Author Juan Rader Bas explores themes of identity, family and home as they intermingle with cultural and social elements in this touching and evocative multi-faceted coming-of-age story.
Seventeen-year-old Ricardo Gilbert (Ricky), a Filipino adopted by Americans, relocates from his home in Singapore to America, or more specifically, the suburb of Montclair, New Jersey. Ricky faces the challenges of homesickness and a new environment with all its cultural differences, but also uncovers family secrets that threaten to shatter his already brittle sense of identity. Through Tae Kwon Do Ricky discovers the discipline and vision to tame his anger and gain perspective and insight that allows him to make peace with himself, but also his father.
Ricky is a fleshed out protagonist who is not only dealing with a multitude of emotions and reactions to a foreign culture, but also with the general trials of becoming a young man. His youthful pride and anger reveal themselves in his confrontational and defensive interactions with his family members and peers. These qualities, contrasted with Ricky’s innocence, desire for acceptance and his sudden awareness of being a minority make him a sympathetic character.

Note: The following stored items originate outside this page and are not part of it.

//! Engine, gearbox and driving aids.

use std::sync::LazyLock;

use regex::Regex;
use sim_types::Severity;

use super::args::{arg_char, clamp_i32};
use super::Parser;
use crate::document::{
    Axle, Brakes, CruiseControl, DiffType, Engine, EngineType, Engoption, Engturbo, InterAxle,
    Record, SlipControl, SlopeBrake, TorqueCurve, TransferCase, ENGTURBO_UNSET,
};
use crate::keyword::Keyword;
use crate::tokenizer::split_on;

/// One comma-separated `axles` property: `w1(a b)` or `d(modes)`.
static AXLE_PROPERTY: LazyLock<Option<Regex>> = LazyLock::new(|| {
    Regex::new(
        r"^[ \t]*(?:[ \t]*w([12])\(([[:alnum:]_-]+)[ \t]+([[:alnum:]_-]+)\)[ \t]*)?(?:[ \t]*d\(([olsv]*)\)[ \t]*)?[ \t]*(?:(?:;|//).*)?$",
    )
    .ok()
});

fn diff_modes(letters: &str) -> Vec<DiffType> {
    letters.chars().filter_map(DiffType::from_letter).collect()
}

impl Parser {
    pub(super) fn parse_engine(&mut self, args: &[&str]) {
        if !self.check_args(args, 6) {
            return;
        }
        let mut engine = Engine {
            shift_down_rpm: self.arg_float(args, 0),
            shift_up_rpm: self.arg_float(args, 1),
            torque: self.arg_float(args, 2),
            global_gear_ratio: self.arg_float(args, 3),
            reverse_gear_ratio: self.arg_float(args, 4),
            neutral_gear_ratio: self.arg_float(args, 5),
            gear_ratios: Vec::new(),
        };
        for i in 6..args.len() {
            let ratio = self.arg_float(args, i);
            if ratio < 0.0 {
                break;
            }
            if ratio == 0.0 {
                // Historical: a zero ratio is kept.
                self.report(
                    Severity::Warning,
                    format!("Forward gear {} has a ratio of 0", engine.gear_ratios.len() + 1),
                );
            }
            engine.gear_ratios.push(ratio);
        }
        if engine.gear_ratios.is_empty() {
            self.report(
                Severity::Error,
                "Engine has no forward gear, ignoring...".to_owned(),
            );
            return;
        }
        self.push(Keyword::Engine, Record::Engine(engine));
    }

    pub(super) fn parse_engoption(&mut self, args: &[&str]) {
        if !self.check_args(args, 1) {
            return;
        }
        let mut opt = Engoption {
            inertia: self.arg_float(args, 0),
            ..Engoption::default()
        };
        if let Some(c) = arg_char(args, 1) {
            opt.engine_type = match c {
                't' => EngineType::Truck,
                'c' => EngineType::Car,
                'e' => EngineType::Electric,
                _ => {
                    self.report(
                        Severity::Warning,
                        format!("Invalid engine type '{c}', using 't' (truck)"),
                    );
                    EngineType::Truck
                }
            };
        }
        let fields = [
            &mut opt.clutch_force,
            &mut opt.shift_time,
            &mut opt.clutch_time,
            &mut opt.post_shift_time,
            &mut opt.stall_rpm,
            &mut opt.idle_rpm,
            &mut opt.max_idle_mixture,
            &mut opt.min_idle_mixture,
            &mut opt.braking_torque,
        ];
        for (k, field) in fields.into_iter().enumerate() {
            if let Some(v) = self.opt_float(args, k + 2) {
                *field = v;
            }
        }
        self.push(Keyword::Engoption, Record::Engoption(opt));
    }

    pub(super) fn parse_engturbo(&mut self, args: &[&str]) {
        if !self.check_args(args, 4) {
            return;
        }
        let version = self.arg_i32(args, 0);
        let inertia_factor = self.arg_float(args, 1);
        let mut count = self.arg_u32(args, 2);
        let mut params = [ENGTURBO_UNSET; 11];
        for (k, p) in params.iter_mut().enumerate() {
            if let Some(v) = self.opt_float(args, k + 3) {
                *p = v;
            }
        }
        if count > 4 {
            self.report(
                Severity::Warning,
                "You cannot have more than 4 turbos. Fallback: using 4 instead.".to_owned(),
            );
            count = 4;
        }
        let turbo = Engturbo {
            version,
            inertia_factor,
            count,
            params,
        };
        self.push(Keyword::Engturbo, Record::Engturbo(turbo));
    }

    /// Lines accumulate into one curve per module.
    pub(super) fn parse_torque_curve(&mut self, line: &str) {
        let fields = split_on(line, &[',']);
        let sample = match fields.len() {
            1 => None,
            2 => Some((self.arg_float(&fields, 0), self.arg_float(&fields, 1))),
            _ => {
                self.report(Severity::Error, "Invalid line, too many arguments".to_owned());
                return;
            }
        };
        let found = self
            .entries_mut()
            .iter()
            .rposition(|e| matches!(e.record, Record::TorqueCurve(_)));
        if found.is_none() {
            self.push(Keyword::Torquecurve, Record::TorqueCurve(TorqueCurve::default()));
        }
        let at = found.unwrap_or(self.entries_mut().len() - 1);
        let Some(Record::TorqueCurve(curve)) = self.entries_mut().get_mut(at).map(|e| &mut e.record)
        else {
            return;
        };
        match sample {
            Some(s) => curve.samples.push(s),
            None => curve.predefined = Some(fields[0].to_owned()),
        }
    }

    pub(super) fn parse_brakes(&mut self, args: &[&str]) {
        if !self.check_args(args, 1) {
            return;
        }
        let brakes = Brakes {
            force: self.arg_float(args, 0),
            parking_force: self.opt_float(args, 1),
        };
        self.push(Keyword::Brakes, Record::Brakes(brakes));
    }

    pub(super) fn parse_axle(&mut self, line: &str) {
        let Some(re) = AXLE_PROPERTY.as_ref() else { return };
        let mut axle = Axle {
            wheels: [None, None],
            modes: Vec::new(),
        };
        for token in line.split(',') {
            let Some(caps) = re.captures(token) else {
                self.report(
                    Severity::Error,
                    "Invalid property, ignoring whole line...".to_owned(),
                );
                return;
            };
            if let (Some(w), Some(a), Some(b)) = (caps.get(1), caps.get(2), caps.get(3)) {
                let slot = usize::from(w.as_str() == "2");
                axle.wheels[slot] = Some([self.node_ref(a.as_str()), self.node_ref(b.as_str())]);
            } else if let Some(modes) = caps.get(4) {
                axle.modes.extend(diff_modes(modes.as_str()));
            }
        }
        self.push(Keyword::Axles, Record::Axle(axle));
    }

    pub(super) fn parse_interaxle(&mut self, line: &str) {
        let fields = split_on(line, &[',']);
        if !self.check_args(&fields, 3) {
            return;
        }
        let a1 = self.arg_i32(&fields, 0).saturating_sub(1);
        let a2 = self.arg_i32(&fields, 1).saturating_sub(1);
        let modes = match AXLE_PROPERTY.as_ref().and_then(|re| re.captures(fields[2])) {
            Some(caps) => caps.get(4).map(|m| diff_modes(m.as_str())).unwrap_or_default(),
            None => {
                self.report(
                    Severity::Error,
                    "Invalid property, ignoring whole line...".to_owned(),
                );
                return;
            }
        };
        self.push(Keyword::Interaxles, Record::InterAxle(InterAxle { a1, a2, modes }));
    }

    pub(super) fn parse_transfer_case(&mut self, args: &[&str]) {
        if !self.check_args(args, 2) {
            return;
        }
        let tc = TransferCase {
            a1: self.arg_i32(args, 0).saturating_sub(1),
            a2: self.arg_i32(args, 1).saturating_sub(1),
            has_2wd: self.opt_int(args, 2).is_some_and(|v| v != 0),
            has_2wd_lo: self.opt_int(args, 3).is_some_and(|v| v != 0),
            gear_ratios: (4..args.len()).map(|i| self.arg_float(args, i)).collect(),
        };
        self.push(Keyword::TransferCase, Record::TransferCase(tc));
    }

    /// `TractionControl force, slip, fade, pulse, mode: on&nodash`
    /// `AntiLockBrakes force, min_speed, pulse, mode: off`
    pub(super) fn parse_slip_control(&mut self, keyword: Keyword, line: &str) {
        let is_tc = keyword == Keyword::TractionControl;
        let rest = line.get(keyword.as_str().len()..).unwrap_or_default();
        let tokens = split_on(rest, &[',']);
        if tokens.len() < 2 {
            let message = if is_tc {
                "Too few arguments"
            } else {
                "Too few arguments for `AntiLockBrakes`"
            };
            self.report(Severity::Error, message.to_owned());
            return;
        }
        let mut sc = SlipControl {
            regulation_force: self.arg_float(&tokens, 0),
            threshold: 0.0,
            fade_speed: 0.0,
            pulse_per_sec: 0.0,
            is_on: !is_tc,
            no_dashboard: false,
            no_toggle: false,
        };
        let modes_from = if is_tc {
            sc.threshold = self.arg_float(&tokens, 1);
            if let Some(v) = self.opt_float(&tokens, 2) {
                sc.fade_speed = v;
            }
            if let Some(v) = self.opt_float(&tokens, 3) {
                sc.pulse_per_sec = v;
            }
            4
        } else {
            // Historical: the minimum speed is an integer, and the pulse rate
            // is only read when a mode token follows it.
            sc.threshold = self.arg_int(&tokens, 1) as f64;
            if tokens.len() > 3 {
                sc.pulse_per_sec = self.arg_float(&tokens, 2);
            }
            3
        };
        for token in tokens.iter().skip(modes_from) {
            let attrs = token
                .split_once(':')
                .filter(|(key, _)| key.trim().eq_ignore_ascii_case("mode"))
                .map(|(_, attrs)| attrs);
            let Some(attrs) = attrs else {
                let message = if is_tc {
                    "TractionControl Mode: missing"
                } else {
                    "Antilockbrakes Mode: missing"
                };
                self.report(Severity::Error, message.to_owned());
                sc.no_dashboard = false;
                sc.no_toggle = false;
                sc.is_on = true;
                continue;
            };
            for attr in attrs.split('&') {
                let attr = attr.trim().to_ascii_lowercase();
                if attr.starts_with("nodash") {
                    sc.no_dashboard = true;
                } else if attr.starts_with("notoggle") {
                    sc.no_toggle = true;
                } else if attr.starts_with("on") {
                    sc.is_on = true;
                } else if attr.starts_with("off") {
                    sc.is_on = false;
                }
            }
        }
        let record = if is_tc {
            Record::TractionControl(sc)
        } else {
            Record::AntiLockBrakes(sc)
        };
        self.push(keyword, record);
    }

    pub(super) fn parse_cruise_control(&mut self, args: &[&str]) {
        if !self.check_args(args, 3) {
            return;
        }
        let cc = CruiseControl {
            min_speed: self.arg_float(args, 1),
            autobrake: clamp_i32(self.arg_int(args, 2)),
        };
        self.push(Keyword::Cruisecontrol, Record::CruiseControl(cc));
    }

    pub(super) fn parse_speed_limiter(&mut self, args: &[&str]) {
        if !self.check_args(args, 2) {
            return;
        }
        let max_speed = self.arg_float(args, 1);
        if max_speed <= 0.0 {
            self.report(
                Severity::Warning,
                format!(
                    "Invalid 'max_speed' ({max_speed:.6}), must be > 0.0. Using it anyway (compatibility)"
                ),
            );
        }
        self.push(Keyword::Speedlimiter, Record::SpeedLimiter(max_speed));
    }

    pub(super) fn parse_slope_brake(&mut self, args: &[&str]) {
        let mut sb = SlopeBrake::default();
        if let Some(v) = self.opt_float(args, 1) {
            sb.regulating_force = v;
        }
        if let Some(v) = self.opt_float(args, 2) {
            sb.attach_angle = v;
        }
        if let Some(v) = self.opt_float(args, 3) {
            sb.release_angle = v;
        }
        self.push(Keyword::Slopebrake, Record::SlopeBrake(sb));
    }
}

Author Juan Rader Bas effectively portrays the relationship between Ricky and his adoptive father, through their tense interactions, Ricky’s suspicious analysis of his father’s words or actions and Ricky’s incredulity whenever his father does something that reveals an inner strength or knowledge that Ricky doesn’t expect him to possess; as seen in Ricky’s surprise when his father uses the correct terminology to describe Ricky’s Tae Kwon Do uniform: “Dobok? Did he just say dobok?” Bas skillfully interweaves the aspects of Ricky’s life, family, social and his personal growth through his Tae Kwon Do; developing the main themes while setting up the plot twists.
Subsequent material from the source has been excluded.